▶ Your task
Across the entries below, please work out how many lines contain the string "IndexingPort" and give only the number.

▶ Task input
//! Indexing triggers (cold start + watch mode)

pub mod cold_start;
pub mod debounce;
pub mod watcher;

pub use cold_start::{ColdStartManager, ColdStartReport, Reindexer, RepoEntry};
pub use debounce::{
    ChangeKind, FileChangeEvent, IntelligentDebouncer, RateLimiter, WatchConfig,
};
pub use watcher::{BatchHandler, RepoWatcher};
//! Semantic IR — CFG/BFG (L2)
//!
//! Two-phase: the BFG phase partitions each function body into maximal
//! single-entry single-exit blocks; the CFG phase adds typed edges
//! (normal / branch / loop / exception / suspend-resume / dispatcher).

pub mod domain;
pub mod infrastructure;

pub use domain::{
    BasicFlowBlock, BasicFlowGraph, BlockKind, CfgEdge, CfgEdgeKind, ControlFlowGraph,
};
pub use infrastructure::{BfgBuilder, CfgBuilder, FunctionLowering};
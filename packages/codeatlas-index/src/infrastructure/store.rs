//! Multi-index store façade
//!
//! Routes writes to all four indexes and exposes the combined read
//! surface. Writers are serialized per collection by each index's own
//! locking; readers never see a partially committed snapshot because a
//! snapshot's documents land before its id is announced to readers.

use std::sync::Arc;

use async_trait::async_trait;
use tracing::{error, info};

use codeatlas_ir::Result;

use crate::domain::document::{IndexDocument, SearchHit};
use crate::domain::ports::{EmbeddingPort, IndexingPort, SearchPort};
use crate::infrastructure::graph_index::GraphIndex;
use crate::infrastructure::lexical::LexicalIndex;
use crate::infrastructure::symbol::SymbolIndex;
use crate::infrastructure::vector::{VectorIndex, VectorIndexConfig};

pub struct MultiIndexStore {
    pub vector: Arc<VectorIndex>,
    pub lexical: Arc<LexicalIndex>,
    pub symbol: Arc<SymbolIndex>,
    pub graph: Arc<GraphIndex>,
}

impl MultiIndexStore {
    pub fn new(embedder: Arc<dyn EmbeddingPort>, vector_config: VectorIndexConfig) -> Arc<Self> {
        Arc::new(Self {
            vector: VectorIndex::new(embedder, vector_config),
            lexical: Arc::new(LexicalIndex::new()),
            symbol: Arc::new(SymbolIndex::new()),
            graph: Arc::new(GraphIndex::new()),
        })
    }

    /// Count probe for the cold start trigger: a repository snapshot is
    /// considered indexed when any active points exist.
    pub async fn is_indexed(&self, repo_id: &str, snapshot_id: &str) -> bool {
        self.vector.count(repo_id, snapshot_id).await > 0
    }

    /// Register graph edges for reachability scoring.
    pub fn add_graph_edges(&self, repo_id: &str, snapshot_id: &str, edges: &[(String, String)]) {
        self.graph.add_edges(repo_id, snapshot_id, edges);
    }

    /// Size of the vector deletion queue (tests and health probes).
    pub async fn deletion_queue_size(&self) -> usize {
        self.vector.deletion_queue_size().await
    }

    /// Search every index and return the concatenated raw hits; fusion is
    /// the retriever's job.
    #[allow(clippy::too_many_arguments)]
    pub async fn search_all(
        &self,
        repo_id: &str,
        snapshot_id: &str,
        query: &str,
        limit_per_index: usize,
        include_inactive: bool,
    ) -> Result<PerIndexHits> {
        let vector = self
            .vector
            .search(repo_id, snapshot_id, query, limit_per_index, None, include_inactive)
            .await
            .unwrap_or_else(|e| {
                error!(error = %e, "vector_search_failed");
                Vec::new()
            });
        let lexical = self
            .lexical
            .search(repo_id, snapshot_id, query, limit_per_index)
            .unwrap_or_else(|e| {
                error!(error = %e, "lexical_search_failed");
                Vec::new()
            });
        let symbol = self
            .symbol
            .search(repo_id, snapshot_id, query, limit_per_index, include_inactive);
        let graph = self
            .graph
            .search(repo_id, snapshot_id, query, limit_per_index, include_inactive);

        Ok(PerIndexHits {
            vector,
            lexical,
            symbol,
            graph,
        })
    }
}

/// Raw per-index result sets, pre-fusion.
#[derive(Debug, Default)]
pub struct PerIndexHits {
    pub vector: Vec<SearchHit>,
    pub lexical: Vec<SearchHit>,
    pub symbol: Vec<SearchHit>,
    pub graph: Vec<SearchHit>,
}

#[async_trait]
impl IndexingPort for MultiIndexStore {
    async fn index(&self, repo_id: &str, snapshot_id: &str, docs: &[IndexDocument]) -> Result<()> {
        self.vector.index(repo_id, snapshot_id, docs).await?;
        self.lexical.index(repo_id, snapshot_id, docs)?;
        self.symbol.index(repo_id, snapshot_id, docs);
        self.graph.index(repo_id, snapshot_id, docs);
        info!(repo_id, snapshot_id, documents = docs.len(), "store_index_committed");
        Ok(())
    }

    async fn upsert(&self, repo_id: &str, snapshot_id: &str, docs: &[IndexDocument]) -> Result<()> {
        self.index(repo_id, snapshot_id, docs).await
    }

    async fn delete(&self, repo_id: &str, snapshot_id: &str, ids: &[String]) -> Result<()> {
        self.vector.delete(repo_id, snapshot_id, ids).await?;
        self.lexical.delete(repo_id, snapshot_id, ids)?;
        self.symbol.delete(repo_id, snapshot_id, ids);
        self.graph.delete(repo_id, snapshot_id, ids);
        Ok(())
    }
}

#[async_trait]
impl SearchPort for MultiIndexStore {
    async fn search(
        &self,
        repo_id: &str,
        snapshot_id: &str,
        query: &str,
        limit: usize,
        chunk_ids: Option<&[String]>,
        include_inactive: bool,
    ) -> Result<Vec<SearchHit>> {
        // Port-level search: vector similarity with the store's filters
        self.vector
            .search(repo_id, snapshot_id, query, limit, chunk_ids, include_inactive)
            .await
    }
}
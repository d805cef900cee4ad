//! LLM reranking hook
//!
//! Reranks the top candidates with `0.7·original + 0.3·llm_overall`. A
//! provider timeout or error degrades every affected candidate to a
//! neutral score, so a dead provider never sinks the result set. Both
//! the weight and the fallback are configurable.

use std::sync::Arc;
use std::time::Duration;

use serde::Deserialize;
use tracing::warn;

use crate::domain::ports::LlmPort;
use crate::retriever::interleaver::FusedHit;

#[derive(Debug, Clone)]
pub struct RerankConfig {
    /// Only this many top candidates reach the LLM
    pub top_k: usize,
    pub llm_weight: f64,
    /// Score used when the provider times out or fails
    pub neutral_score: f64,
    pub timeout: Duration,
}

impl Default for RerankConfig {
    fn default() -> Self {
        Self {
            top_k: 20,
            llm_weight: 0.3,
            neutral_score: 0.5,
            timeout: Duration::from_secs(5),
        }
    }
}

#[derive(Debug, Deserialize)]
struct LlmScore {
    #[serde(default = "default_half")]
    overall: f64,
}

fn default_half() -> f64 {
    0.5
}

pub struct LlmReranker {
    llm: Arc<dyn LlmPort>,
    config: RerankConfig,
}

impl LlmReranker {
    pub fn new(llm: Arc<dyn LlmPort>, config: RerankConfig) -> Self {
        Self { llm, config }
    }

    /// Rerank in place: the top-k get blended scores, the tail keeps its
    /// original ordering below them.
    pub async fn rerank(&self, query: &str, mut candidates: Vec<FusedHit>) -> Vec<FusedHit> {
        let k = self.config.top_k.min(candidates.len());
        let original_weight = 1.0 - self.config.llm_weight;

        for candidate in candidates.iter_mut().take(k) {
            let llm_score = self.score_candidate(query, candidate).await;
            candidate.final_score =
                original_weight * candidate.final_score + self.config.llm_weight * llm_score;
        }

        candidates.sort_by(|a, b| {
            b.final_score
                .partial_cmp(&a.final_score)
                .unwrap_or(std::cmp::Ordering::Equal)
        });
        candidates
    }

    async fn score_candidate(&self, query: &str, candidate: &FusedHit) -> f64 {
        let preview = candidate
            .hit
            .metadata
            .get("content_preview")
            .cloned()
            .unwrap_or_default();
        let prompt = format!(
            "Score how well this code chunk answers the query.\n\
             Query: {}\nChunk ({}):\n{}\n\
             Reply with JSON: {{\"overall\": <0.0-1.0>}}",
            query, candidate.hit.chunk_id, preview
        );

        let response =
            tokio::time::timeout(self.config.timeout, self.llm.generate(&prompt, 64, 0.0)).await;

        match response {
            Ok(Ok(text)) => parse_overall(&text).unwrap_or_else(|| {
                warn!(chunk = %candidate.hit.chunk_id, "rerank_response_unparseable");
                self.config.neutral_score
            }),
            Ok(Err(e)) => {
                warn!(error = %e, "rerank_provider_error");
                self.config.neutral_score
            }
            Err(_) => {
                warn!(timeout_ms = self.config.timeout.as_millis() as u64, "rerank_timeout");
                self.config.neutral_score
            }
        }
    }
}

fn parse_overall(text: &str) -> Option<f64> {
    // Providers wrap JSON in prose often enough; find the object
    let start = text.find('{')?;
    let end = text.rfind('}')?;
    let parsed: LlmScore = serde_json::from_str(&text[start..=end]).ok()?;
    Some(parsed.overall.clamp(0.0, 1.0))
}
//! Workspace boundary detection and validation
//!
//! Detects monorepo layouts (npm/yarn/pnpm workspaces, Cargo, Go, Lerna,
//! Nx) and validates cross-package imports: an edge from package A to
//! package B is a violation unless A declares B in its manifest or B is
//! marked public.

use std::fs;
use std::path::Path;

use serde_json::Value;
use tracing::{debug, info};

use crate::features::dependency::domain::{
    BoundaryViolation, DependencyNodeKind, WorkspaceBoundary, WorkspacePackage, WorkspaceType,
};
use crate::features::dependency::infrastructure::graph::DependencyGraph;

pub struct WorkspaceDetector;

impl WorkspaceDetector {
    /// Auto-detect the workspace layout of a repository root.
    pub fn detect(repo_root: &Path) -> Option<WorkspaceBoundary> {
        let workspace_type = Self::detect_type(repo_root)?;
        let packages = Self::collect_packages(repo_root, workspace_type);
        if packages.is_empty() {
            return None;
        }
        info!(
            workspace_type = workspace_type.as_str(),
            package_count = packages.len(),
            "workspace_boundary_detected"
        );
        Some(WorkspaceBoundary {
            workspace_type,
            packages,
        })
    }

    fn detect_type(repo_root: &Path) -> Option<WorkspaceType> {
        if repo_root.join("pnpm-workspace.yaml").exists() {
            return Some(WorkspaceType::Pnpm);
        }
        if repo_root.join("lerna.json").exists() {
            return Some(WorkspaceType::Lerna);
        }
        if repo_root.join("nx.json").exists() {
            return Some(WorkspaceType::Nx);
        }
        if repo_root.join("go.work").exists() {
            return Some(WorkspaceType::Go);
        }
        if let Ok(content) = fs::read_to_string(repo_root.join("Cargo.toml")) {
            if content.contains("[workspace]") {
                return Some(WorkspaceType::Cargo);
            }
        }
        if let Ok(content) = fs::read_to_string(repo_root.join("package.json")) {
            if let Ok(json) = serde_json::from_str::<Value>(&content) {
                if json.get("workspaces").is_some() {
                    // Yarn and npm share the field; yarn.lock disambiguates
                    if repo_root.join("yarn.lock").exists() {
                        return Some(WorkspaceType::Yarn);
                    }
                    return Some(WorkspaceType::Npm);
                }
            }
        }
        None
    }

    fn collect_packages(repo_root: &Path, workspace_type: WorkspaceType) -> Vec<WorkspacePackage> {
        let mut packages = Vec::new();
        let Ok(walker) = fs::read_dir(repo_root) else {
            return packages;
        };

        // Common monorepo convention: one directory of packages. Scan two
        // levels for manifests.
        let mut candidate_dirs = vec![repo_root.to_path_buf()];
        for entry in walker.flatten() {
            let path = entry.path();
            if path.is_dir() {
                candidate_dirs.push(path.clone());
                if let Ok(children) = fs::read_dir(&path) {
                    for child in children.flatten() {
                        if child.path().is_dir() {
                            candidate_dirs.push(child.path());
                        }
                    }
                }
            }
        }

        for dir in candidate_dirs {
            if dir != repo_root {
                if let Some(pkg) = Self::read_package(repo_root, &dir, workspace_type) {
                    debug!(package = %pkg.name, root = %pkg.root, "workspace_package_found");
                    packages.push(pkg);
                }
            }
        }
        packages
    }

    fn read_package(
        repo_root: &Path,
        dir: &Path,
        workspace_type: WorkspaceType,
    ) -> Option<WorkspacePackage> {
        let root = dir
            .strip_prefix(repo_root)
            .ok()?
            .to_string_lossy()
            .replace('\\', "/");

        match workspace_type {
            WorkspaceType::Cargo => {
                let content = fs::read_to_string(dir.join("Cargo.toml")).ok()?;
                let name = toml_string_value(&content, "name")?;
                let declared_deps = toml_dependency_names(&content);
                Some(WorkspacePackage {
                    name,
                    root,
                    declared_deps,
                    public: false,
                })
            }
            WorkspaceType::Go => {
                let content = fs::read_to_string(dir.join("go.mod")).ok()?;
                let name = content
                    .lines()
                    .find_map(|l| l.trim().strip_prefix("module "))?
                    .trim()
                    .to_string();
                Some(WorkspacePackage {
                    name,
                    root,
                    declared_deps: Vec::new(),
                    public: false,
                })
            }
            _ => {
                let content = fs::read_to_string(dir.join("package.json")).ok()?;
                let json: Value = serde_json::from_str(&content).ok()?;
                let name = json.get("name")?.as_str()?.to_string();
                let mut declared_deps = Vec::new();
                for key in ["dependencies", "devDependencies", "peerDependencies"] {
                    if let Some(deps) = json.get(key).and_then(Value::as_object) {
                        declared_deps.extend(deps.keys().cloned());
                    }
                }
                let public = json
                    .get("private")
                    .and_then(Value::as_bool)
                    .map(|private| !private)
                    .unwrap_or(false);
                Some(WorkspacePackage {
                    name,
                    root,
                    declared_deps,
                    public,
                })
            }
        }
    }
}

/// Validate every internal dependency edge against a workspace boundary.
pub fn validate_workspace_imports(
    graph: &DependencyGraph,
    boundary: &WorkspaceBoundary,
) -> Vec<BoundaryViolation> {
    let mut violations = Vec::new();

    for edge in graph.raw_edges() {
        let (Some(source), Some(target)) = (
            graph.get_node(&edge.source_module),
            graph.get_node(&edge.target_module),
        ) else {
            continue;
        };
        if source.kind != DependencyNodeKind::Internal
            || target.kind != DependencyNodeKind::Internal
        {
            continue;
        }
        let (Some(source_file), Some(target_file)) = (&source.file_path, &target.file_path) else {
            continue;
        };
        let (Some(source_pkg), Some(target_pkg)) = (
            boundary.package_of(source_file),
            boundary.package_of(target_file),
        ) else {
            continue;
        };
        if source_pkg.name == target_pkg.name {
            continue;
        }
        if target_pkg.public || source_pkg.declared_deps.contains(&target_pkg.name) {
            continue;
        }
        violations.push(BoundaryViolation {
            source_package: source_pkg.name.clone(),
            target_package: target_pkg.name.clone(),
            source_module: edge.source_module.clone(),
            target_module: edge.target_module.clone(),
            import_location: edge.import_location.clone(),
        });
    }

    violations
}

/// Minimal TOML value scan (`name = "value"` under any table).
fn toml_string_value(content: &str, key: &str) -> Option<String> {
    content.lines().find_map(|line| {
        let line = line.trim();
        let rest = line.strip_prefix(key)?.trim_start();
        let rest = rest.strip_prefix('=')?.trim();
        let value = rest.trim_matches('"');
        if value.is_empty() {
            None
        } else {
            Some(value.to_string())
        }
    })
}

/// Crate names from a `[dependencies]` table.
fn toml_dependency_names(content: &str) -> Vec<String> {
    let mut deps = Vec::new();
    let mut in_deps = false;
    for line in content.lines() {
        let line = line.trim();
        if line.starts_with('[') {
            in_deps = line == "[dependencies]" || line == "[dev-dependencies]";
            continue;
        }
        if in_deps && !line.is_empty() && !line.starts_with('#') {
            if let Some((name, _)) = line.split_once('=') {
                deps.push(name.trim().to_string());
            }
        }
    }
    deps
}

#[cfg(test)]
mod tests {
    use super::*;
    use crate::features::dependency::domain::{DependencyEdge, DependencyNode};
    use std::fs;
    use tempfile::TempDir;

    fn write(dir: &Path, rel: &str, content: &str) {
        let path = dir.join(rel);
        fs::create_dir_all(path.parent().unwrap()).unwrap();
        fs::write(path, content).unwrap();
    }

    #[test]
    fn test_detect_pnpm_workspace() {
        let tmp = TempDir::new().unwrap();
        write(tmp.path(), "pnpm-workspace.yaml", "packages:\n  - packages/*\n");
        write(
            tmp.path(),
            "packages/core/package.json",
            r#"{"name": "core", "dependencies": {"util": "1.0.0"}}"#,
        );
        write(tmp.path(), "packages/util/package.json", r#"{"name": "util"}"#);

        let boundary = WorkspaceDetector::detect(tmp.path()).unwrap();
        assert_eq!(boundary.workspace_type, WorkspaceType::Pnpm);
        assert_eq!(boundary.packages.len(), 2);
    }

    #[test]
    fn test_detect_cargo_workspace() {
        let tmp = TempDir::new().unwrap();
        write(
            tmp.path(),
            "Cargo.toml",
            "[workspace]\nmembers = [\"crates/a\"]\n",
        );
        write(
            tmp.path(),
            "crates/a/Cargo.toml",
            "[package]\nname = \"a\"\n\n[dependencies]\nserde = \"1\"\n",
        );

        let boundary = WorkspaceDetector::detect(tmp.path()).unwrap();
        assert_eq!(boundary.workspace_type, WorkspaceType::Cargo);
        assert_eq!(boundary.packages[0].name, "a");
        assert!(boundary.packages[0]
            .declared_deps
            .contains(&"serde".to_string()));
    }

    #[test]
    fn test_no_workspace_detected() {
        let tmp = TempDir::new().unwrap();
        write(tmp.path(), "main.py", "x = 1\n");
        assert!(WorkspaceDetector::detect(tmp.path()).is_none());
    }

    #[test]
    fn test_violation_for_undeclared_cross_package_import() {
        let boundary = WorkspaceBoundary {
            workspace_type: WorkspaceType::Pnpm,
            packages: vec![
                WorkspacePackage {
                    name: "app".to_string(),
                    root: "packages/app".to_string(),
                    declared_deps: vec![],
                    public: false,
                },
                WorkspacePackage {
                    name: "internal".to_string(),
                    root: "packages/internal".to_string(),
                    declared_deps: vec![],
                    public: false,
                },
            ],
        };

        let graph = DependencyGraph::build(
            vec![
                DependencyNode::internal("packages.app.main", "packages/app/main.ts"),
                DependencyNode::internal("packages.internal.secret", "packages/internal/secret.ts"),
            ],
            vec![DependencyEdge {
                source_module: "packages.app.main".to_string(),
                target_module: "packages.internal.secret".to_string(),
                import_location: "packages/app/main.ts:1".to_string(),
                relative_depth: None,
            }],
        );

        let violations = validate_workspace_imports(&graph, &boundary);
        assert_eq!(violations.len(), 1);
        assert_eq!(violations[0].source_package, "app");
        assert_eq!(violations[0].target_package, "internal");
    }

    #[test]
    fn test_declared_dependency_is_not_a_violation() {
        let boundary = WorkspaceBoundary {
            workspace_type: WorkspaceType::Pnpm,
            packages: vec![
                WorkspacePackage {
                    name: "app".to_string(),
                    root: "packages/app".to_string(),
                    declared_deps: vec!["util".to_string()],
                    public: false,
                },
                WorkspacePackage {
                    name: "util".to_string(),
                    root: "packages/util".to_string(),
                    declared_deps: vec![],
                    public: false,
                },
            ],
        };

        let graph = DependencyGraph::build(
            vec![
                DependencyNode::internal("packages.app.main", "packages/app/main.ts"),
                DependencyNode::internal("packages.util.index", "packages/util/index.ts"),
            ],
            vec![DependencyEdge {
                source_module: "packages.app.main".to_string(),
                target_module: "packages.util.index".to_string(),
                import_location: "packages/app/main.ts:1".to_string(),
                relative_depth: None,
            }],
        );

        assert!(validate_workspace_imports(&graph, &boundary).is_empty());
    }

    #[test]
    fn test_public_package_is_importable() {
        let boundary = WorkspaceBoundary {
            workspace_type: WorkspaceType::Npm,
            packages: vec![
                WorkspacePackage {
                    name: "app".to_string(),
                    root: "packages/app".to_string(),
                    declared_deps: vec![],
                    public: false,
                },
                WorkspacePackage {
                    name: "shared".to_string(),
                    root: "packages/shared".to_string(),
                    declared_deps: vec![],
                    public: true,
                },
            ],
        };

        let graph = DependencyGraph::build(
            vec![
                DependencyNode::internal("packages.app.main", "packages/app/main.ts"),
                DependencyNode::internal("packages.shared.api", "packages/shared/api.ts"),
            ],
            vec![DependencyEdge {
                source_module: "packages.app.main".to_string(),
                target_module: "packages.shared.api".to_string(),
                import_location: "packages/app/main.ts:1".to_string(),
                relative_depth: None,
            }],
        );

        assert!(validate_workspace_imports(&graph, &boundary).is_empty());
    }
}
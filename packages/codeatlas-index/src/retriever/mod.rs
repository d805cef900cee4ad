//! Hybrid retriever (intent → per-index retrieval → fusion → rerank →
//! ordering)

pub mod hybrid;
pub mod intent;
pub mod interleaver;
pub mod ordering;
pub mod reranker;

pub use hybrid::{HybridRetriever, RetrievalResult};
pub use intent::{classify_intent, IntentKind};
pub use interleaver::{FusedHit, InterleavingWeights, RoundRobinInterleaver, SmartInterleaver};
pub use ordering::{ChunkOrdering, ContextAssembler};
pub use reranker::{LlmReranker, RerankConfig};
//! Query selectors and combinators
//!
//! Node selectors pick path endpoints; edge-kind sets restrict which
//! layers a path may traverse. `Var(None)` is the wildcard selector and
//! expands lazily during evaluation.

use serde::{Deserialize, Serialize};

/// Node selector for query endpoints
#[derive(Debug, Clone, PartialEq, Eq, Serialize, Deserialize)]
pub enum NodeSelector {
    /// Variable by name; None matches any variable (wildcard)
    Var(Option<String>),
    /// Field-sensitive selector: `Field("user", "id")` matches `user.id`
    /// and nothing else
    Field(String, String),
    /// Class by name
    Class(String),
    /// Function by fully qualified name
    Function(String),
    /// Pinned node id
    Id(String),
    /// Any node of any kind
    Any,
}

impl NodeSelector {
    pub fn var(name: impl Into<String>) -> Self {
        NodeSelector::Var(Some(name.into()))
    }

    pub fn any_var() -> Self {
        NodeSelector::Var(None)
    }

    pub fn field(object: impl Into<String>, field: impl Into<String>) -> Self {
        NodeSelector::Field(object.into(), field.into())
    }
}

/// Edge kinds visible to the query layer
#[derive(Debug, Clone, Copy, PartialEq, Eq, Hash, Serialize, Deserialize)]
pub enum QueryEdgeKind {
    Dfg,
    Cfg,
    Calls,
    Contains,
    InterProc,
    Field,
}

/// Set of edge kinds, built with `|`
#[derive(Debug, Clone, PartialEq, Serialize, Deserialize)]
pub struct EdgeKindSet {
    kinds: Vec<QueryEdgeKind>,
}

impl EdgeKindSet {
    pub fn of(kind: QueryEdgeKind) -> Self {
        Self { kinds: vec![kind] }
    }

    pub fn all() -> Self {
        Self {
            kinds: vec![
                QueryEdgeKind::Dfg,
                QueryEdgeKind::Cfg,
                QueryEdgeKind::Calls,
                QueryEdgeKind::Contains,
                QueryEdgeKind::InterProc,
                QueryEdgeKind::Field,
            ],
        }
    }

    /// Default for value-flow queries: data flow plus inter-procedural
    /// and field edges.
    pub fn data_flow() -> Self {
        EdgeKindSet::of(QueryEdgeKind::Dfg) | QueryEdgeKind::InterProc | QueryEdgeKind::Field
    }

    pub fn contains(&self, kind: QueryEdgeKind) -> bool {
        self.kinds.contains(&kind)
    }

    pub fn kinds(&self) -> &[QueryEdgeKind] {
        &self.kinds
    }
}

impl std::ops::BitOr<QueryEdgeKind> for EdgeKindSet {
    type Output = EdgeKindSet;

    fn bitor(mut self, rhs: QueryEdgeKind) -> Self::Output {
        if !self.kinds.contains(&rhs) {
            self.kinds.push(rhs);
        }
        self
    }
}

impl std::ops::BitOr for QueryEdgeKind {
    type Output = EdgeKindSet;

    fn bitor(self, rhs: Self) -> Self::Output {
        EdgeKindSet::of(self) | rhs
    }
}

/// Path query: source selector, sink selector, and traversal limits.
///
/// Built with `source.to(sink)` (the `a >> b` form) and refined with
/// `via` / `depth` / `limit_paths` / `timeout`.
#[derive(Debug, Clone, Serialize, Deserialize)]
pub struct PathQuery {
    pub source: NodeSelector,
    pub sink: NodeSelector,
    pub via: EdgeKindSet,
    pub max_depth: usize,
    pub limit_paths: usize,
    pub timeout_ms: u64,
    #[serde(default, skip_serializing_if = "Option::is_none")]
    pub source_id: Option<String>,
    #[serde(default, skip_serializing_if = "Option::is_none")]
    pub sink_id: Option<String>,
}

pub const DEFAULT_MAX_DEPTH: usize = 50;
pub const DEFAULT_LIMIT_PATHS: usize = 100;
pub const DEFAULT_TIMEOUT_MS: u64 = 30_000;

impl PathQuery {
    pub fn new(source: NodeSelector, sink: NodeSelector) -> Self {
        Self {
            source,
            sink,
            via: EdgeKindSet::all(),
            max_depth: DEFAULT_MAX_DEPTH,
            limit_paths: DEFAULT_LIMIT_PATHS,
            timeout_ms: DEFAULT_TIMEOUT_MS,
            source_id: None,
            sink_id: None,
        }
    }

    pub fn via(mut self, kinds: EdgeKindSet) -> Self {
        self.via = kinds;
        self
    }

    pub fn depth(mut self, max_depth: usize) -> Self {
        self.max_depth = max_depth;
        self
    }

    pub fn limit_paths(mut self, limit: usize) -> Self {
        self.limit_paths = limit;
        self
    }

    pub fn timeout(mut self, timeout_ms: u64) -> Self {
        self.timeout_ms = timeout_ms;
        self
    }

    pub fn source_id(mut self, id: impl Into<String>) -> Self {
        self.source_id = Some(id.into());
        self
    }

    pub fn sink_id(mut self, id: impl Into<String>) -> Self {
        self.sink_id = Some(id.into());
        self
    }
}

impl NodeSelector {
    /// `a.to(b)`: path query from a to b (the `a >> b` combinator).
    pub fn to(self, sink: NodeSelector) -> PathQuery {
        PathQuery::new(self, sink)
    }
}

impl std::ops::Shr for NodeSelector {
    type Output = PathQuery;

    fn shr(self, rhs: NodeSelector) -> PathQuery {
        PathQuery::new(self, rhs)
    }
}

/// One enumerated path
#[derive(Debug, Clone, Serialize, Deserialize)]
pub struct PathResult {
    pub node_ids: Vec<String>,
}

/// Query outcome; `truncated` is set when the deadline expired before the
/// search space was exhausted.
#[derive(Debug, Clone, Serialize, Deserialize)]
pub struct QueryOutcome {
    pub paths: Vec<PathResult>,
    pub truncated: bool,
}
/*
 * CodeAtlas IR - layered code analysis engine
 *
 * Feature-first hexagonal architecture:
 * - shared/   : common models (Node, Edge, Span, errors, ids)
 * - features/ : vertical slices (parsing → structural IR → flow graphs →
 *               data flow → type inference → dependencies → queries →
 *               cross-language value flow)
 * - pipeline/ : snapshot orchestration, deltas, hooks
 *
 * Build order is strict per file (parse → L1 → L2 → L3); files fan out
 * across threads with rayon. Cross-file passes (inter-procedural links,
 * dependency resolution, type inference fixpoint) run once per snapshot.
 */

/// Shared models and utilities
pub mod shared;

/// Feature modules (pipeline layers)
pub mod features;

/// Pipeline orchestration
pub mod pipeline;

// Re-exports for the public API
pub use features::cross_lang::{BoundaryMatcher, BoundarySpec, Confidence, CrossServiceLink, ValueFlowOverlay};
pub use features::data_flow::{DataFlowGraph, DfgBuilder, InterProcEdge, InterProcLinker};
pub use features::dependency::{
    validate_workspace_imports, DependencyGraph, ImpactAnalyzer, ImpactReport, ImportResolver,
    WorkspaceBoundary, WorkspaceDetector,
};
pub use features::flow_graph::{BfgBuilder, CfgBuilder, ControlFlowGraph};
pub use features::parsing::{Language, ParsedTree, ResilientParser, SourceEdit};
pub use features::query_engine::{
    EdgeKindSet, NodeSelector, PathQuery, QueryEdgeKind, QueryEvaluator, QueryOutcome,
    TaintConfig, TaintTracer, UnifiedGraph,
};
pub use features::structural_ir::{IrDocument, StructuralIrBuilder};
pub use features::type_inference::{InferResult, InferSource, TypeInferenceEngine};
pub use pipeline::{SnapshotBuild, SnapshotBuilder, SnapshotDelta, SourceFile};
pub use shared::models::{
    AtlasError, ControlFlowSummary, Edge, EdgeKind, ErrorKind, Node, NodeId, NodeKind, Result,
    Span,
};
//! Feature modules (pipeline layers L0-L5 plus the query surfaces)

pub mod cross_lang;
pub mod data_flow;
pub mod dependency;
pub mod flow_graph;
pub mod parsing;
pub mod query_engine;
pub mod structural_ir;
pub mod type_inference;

▶ The answer
2